What you should do =
Determine how many lines of the data below contain "Exception", then give only that number.

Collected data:
-=-=-

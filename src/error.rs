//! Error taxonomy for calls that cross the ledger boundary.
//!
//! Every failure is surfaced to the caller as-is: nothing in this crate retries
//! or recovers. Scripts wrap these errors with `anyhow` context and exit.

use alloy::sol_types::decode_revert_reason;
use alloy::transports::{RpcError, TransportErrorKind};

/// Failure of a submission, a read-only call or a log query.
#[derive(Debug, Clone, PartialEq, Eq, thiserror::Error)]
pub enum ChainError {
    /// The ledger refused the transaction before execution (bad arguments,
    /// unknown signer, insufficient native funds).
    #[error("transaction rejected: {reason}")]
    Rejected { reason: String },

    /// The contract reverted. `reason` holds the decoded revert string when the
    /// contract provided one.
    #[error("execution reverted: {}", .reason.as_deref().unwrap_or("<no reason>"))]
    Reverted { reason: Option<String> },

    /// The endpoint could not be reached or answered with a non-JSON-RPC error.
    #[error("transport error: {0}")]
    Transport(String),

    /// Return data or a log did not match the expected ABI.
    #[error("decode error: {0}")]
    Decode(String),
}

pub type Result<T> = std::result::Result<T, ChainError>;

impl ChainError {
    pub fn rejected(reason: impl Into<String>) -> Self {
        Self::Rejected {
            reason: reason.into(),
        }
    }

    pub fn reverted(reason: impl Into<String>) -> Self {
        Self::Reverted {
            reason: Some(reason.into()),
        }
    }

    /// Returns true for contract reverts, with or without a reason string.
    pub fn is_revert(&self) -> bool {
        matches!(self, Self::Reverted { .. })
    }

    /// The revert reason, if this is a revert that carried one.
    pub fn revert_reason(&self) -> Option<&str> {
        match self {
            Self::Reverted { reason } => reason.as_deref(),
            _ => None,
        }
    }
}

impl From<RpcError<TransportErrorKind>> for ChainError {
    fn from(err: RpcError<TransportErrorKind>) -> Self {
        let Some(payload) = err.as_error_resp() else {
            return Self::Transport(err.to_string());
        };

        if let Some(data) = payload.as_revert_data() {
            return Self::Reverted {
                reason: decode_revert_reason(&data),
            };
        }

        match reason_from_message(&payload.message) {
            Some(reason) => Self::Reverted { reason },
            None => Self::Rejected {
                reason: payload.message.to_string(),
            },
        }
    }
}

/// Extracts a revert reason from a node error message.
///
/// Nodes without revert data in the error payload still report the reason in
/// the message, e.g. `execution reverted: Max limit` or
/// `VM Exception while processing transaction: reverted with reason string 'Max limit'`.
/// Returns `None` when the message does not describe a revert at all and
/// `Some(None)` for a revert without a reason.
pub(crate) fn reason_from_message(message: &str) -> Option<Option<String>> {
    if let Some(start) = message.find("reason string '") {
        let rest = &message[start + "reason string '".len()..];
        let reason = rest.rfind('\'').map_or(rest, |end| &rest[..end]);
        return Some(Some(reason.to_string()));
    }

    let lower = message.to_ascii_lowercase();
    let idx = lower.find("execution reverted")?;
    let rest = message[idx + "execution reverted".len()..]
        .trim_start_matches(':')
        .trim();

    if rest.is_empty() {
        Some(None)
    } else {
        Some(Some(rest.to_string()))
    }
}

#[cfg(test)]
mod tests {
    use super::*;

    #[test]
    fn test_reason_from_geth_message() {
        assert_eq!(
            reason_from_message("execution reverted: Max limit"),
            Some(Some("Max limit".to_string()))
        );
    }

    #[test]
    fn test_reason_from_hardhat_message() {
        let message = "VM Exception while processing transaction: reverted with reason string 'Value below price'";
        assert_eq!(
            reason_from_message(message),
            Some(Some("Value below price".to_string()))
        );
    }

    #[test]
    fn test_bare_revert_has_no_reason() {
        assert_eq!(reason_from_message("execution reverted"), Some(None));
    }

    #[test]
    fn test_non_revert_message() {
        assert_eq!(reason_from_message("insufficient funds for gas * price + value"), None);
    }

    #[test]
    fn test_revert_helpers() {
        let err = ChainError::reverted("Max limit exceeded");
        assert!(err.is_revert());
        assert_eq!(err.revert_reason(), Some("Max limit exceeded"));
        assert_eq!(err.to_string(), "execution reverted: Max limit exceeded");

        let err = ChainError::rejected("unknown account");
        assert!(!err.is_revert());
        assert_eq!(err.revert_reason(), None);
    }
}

-=-=-

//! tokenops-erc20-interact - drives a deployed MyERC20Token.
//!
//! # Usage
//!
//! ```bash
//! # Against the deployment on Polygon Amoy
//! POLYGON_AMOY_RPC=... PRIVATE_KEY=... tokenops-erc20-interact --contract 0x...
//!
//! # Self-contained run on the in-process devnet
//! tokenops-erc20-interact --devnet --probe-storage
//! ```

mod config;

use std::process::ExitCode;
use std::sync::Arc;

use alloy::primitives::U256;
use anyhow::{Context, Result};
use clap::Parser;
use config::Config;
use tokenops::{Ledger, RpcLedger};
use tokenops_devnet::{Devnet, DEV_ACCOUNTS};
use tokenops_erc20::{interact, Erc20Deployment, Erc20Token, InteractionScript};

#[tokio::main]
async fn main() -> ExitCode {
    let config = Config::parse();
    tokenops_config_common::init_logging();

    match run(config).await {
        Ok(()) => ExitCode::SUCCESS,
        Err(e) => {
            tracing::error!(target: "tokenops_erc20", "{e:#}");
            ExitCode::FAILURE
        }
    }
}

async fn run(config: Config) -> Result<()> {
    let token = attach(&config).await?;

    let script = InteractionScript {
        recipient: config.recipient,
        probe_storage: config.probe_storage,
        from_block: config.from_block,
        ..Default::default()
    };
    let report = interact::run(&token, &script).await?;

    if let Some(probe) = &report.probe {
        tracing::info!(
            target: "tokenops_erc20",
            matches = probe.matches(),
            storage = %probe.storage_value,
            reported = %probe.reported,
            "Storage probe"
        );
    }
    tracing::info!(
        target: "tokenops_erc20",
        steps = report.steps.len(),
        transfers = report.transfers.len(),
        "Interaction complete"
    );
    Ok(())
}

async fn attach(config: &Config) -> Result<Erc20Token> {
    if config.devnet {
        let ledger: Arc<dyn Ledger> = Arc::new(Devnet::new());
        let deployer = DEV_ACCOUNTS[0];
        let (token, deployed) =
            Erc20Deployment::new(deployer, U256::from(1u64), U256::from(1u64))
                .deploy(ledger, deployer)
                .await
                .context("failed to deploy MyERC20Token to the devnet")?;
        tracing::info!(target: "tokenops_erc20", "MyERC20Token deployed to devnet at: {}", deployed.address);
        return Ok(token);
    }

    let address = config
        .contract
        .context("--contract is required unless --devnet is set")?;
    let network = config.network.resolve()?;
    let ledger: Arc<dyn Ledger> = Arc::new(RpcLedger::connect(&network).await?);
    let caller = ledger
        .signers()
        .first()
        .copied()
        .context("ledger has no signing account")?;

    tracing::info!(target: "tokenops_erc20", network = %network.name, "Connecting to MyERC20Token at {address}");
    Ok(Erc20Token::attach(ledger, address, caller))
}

-=-=-

The completed task =
2